Search the records for the word "Whether" and copy each line in which it appears.

(Data extracted from a collection)
◇ ◇ ◇

/// tr55 — TR-55 watershed hydrology model in Rust.
///
/// Day-scale water balance for land tiles: NRCS curve-number runoff
/// with the Pitt small-storm refinement for built covers, design-rate
/// infiltration for BMP treatments, and area-weighted aggregation over
/// tile censuses.
pub mod balance;
pub mod census;
pub mod error;
pub mod forcing;
pub mod runoff;
pub mod simulate;
pub mod tables;
pub mod tile;

mod lookup;

#[cfg(feature = "python")]
mod pyo3_bindings;

#[cfg(feature = "python")]
use pyo3::prelude::*;

#[cfg(feature = "python")]
#[pymodule]
fn _core(m: &Bound<'_, PyModule>) -> PyResult<()> {
    pyo3_bindings::register(m)?;
    Ok(())
}
/// Tile vocabulary: hydrologic soil groups, land uses, and the
/// soil/land-use pairs the census distributes cells over.
///
/// Identifiers follow the reference tables exactly ("a".."d" soil groups,
/// CamelCase/underscore land-use names). A tile is exchanged with external
/// services as the colon-delimited string `"<soil>:<land_use>"`.
use std::fmt;
use std::str::FromStr;

use crate::error::{Tr55Error, Tr55Result};

/// Hydrologic soil group, per the NRCS A-D classification.
///
/// A drains fastest (sand), D slowest (clay).
#[derive(Debug, Clone, Copy, PartialEq, Eq, PartialOrd, Ord, Hash)]
pub enum Soil {
    A,
    B,
    C,
    D,
}

impl Soil {
    pub const ALL: [Soil; 4] = [Soil::A, Soil::B, Soil::C, Soil::D];

    /// Column index into the per-soil reference table rows.
    pub(crate) fn index(self) -> usize {
        match self {
            Soil::A => 0,
            Soil::B => 1,
            Soil::C => 2,
            Soil::D => 3,
        }
    }

    /// External identifier, lower-case as the census uses it.
    pub fn as_str(self) -> &'static str {
        match self {
            Soil::A => "a",
            Soil::B => "b",
            Soil::C => "c",
            Soil::D => "d",
        }
    }
}

impl FromStr for Soil {
    type Err = Tr55Error;

    fn from_str(s: &str) -> Tr55Result<Self> {
        match s {
            "a" => Ok(Soil::A),
            "b" => Ok(Soil::B),
            "c" => Ok(Soil::C),
            "d" => Ok(Soil::D),
            other => Err(Tr55Error::lookup("soil type", other)),
        }
    }
}

impl fmt::Display for Soil {
    fn fmt(&self, f: &mut fmt::Formatter<'_>) -> fmt::Result {
        f.write_str(self.as_str())
    }
}

/// Land cover / land use classes of the reference tables.
///
/// Three families share the enum: natural covers, built covers, and the
/// engineered BMP treatments. `Water` counts as a built type for runoff
/// dispatch because open water responds like an impervious surface.
#[derive(Debug, Clone, Copy, PartialEq, Eq, PartialOrd, Ord, Hash)]
pub enum LandUse {
    Water,
    LiResidential,
    HiResidential,
    Commercial,
    Industrial,
    Transportation,
    UrbanGrass,
    Rock,
    SandyAreas,
    DeciduousForest,
    EvergreenForest,
    MixedForest,
    GrasslandHerbaceous,
    Pasture,
    Cultivated,
    WoodyWetland,
    HerbaceousWetland,
    GreenRoof,
    PorousPaving,
    RainGarden,
    InfiltrationTrench,
}

/// Land uses that respond as built surfaces (small-storm regression
/// candidates when precipitation is at or below the method ceiling).
pub const BUILT_TYPES: [LandUse; 7] = [
    LandUse::Water,
    LandUse::LiResidential,
    LandUse::HiResidential,
    LandUse::Commercial,
    LandUse::Industrial,
    LandUse::Transportation,
    LandUse::UrbanGrass,
];

/// Engineered best-management-practice treatments.
pub const BMPS: [LandUse; 4] = [
    LandUse::GreenRoof,
    LandUse::PorousPaving,
    LandUse::RainGarden,
    LandUse::InfiltrationTrench,
];

/// BMPs that replace the ground surface over their whole footprint, as
/// opposed to treatments that receive run-on from elsewhere.
pub const AREA_BMPS: [LandUse; 2] = [LandUse::GreenRoof, LandUse::PorousPaving];

/// Covers that already existed before European settlement. Everything
/// else projects to `MixedForest` under the pre-Columbian flag.
pub const PRE_COLUMBIAN_LAND_USES: [LandUse; 3] = [
    LandUse::Water,
    LandUse::WoodyWetland,
    LandUse::HerbaceousWetland,
];

impl LandUse {
    pub const ALL: [LandUse; 21] = [
        LandUse::Water,
        LandUse::LiResidential,
        LandUse::HiResidential,
        LandUse::Commercial,
        LandUse::Industrial,
        LandUse::Transportation,
        LandUse::UrbanGrass,
        LandUse::Rock,
        LandUse::SandyAreas,
        LandUse::DeciduousForest,
        LandUse::EvergreenForest,
        LandUse::MixedForest,
        LandUse::GrasslandHerbaceous,
        LandUse::Pasture,
        LandUse::Cultivated,
        LandUse::WoodyWetland,
        LandUse::HerbaceousWetland,
        LandUse::GreenRoof,
        LandUse::PorousPaving,
        LandUse::RainGarden,
        LandUse::InfiltrationTrench,
    ];

    /// External identifier as used in tile strings and the tables.
    pub fn as_str(self) -> &'static str {
        match self {
            LandUse::Water => "Water",
            LandUse::LiResidential => "LI_Residential",
            LandUse::HiResidential => "HI_Residential",
            LandUse::Commercial => "Commercial",
            LandUse::Industrial => "Industrial",
            LandUse::Transportation => "Transportation",
            LandUse::UrbanGrass => "UrbanGrass",
            LandUse::Rock => "Rock",
            LandUse::SandyAreas => "SandyAreas",
            LandUse::DeciduousForest => "DeciduousForest",
            LandUse::EvergreenForest => "EvergreenForest",
            LandUse::MixedForest => "MixedForest",
            LandUse::GrasslandHerbaceous => "GrasslandHerbaceous",
            LandUse::Pasture => "Pasture",
            LandUse::Cultivated => "Cultivated",
            LandUse::WoodyWetland => "WoodyWetland",
            LandUse::HerbaceousWetland => "HerbaceousWetland",
            LandUse::GreenRoof => "GreenRoof",
            LandUse::PorousPaving => "PorousPaving",
            LandUse::RainGarden => "RainGarden",
            LandUse::InfiltrationTrench => "InfiltrationTrench",
        }
    }

    /// Whether this land use is an engineered BMP treatment.
    pub fn is_bmp(self) -> bool {
        BMPS.contains(&self)
    }

    /// Whether this BMP replaces the surface over its footprint.
    /// False for every non-BMP land use.
    pub fn is_area_bmp(self) -> bool {
        AREA_BMPS.contains(&self)
    }

    /// Whether this land use responds as a built surface.
    pub fn is_built_type(self) -> bool {
        BUILT_TYPES.contains(&self)
    }

    /// Project to the pre-Columbian baseline: covers that predate
    /// settlement are kept, everything else becomes mixed forest.
    /// Idempotent.
    pub fn make_precolumbian(self) -> LandUse {
        if PRE_COLUMBIAN_LAND_USES.contains(&self) {
            self
        } else {
            LandUse::MixedForest
        }
    }
}

impl FromStr for LandUse {
    type Err = Tr55Error;

    fn from_str(s: &str) -> Tr55Result<Self> {
        LandUse::ALL
            .iter()
            .copied()
            .find(|lu| lu.as_str() == s)
            .ok_or_else(|| Tr55Error::lookup("land use", s))
    }
}

impl fmt::Display for LandUse {
    fn fmt(&self, f: &mut fmt::Formatter<'_>) -> fmt::Result {
        f.write_str(self.as_str())
    }
}

/// One tile class: a soil group paired with a land use.
#[derive(Debug, Clone, Copy, PartialEq, Eq, PartialOrd, Ord, Hash)]
pub struct Tile {
    pub soil: Soil,
    pub land_use: LandUse,
}

impl Tile {
    pub fn new(soil: Soil, land_use: LandUse) -> Self {
        Self { soil, land_use }
    }

    /// The same soil with the land use projected to the pre-Columbian
    /// baseline.
    pub fn make_precolumbian(self) -> Tile {
        Tile {
            soil: self.soil,
            land_use: self.land_use.make_precolumbian(),
        }
    }
}

impl FromStr for Tile {
    type Err = Tr55Error;

    /// Parse the external `"<soil>:<land_use>"` form.
    fn from_str(s: &str) -> Tr55Result<Self> {
        let (soil, land_use) = s
            .split_once(':')
            .ok_or_else(|| Tr55Error::lookup("tile identifier", s))?;
        Ok(Tile {
            soil: soil.parse()?,
            land_use: land_use.parse()?,
        })
    }
}

impl fmt::Display for Tile {
    fn fmt(&self, f: &mut fmt::Formatter<'_>) -> fmt::Result {
        write!(f, "{}:{}", self.soil, self.land_use)
    }
}

#[cfg(test)]
mod tests {
    use super::*;

    #[test]
    fn soil_round_trips_through_strings() {
        for soil in Soil::ALL {
            assert_eq!(soil.as_str().parse::<Soil>().unwrap(), soil);
        }
    }

    #[test]
    fn unknown_soil_names_the_key() {
        let err = "x".parse::<Soil>().unwrap_err();
        assert_eq!(err, Tr55Error::lookup("soil type", "x"));
    }

    #[test]
    fn land_use_round_trips_through_strings() {
        for lu in LandUse::ALL {
            assert_eq!(lu.as_str().parse::<LandUse>().unwrap(), lu);
        }
    }

    #[test]
    fn unknown_land_use_names_the_key() {
        let err = "Parking".parse::<LandUse>().unwrap_err();
        assert_eq!(err, Tr55Error::lookup("land use", "Parking"));
    }

    #[test]
    fn tile_round_trips_through_strings() {
        let tile: Tile = "c:LI_Residential".parse().unwrap();
        assert_eq!(tile.soil, Soil::C);
        assert_eq!(tile.land_use, LandUse::LiResidential);
        assert_eq!(tile.to_string(), "c:LI_Residential");
    }

    #[test]
    fn tile_without_colon_is_rejected() {
        let err = "cWater".parse::<Tile>().unwrap_err();
        assert_eq!(err, Tr55Error::lookup("tile identifier", "cWater"));
    }

    #[test]
    fn tile_with_bad_parts_propagates_part_errors() {
        assert_eq!(
            "q:Water".parse::<Tile>().unwrap_err(),
            Tr55Error::lookup("soil type", "q")
        );
        assert_eq!(
            "a:Lake".parse::<Tile>().unwrap_err(),
            Tr55Error::lookup("land use", "Lake")
        );
    }

    #[test]
    fn classification_families_are_disjoint() {
        for lu in BUILT_TYPES {
            assert!(!lu.is_bmp(), "{lu} is both built and BMP");
        }
        for lu in BMPS {
            assert!(!lu.is_built_type(), "{lu} is both BMP and built");
        }
    }

    #[test]
    fn area_bmps_are_bmps() {
        for lu in AREA_BMPS {
            assert!(lu.is_bmp());
        }
        assert!(LandUse::GreenRoof.is_area_bmp());
        assert!(!LandUse::RainGarden.is_area_bmp());
        assert!(!LandUse::Commercial.is_area_bmp());
    }

    #[test]
    fn make_precolumbian_projects_developed_land() {
        assert_eq!(
            LandUse::Commercial.make_precolumbian(),
            LandUse::MixedForest
        );
        assert_eq!(
            LandUse::DeciduousForest.make_precolumbian(),
            LandUse::MixedForest
        );
        assert_eq!(LandUse::Water.make_precolumbian(), LandUse::Water);
        assert_eq!(
            LandUse::WoodyWetland.make_precolumbian(),
            LandUse::WoodyWetland
        );
    }

    #[test]
    fn make_precolumbian_is_idempotent() {
        for lu in LandUse::ALL {
            let once = lu.make_precolumbian();
            assert_eq!(once.make_precolumbian(), once);
        }
    }
}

◇ ◇ ◇

Answer below -
    /// Whether this land use is an engineered BMP treatment.
    /// Whether this BMP replaces the surface over its footprint.
    /// Whether this land use responds as a built surface.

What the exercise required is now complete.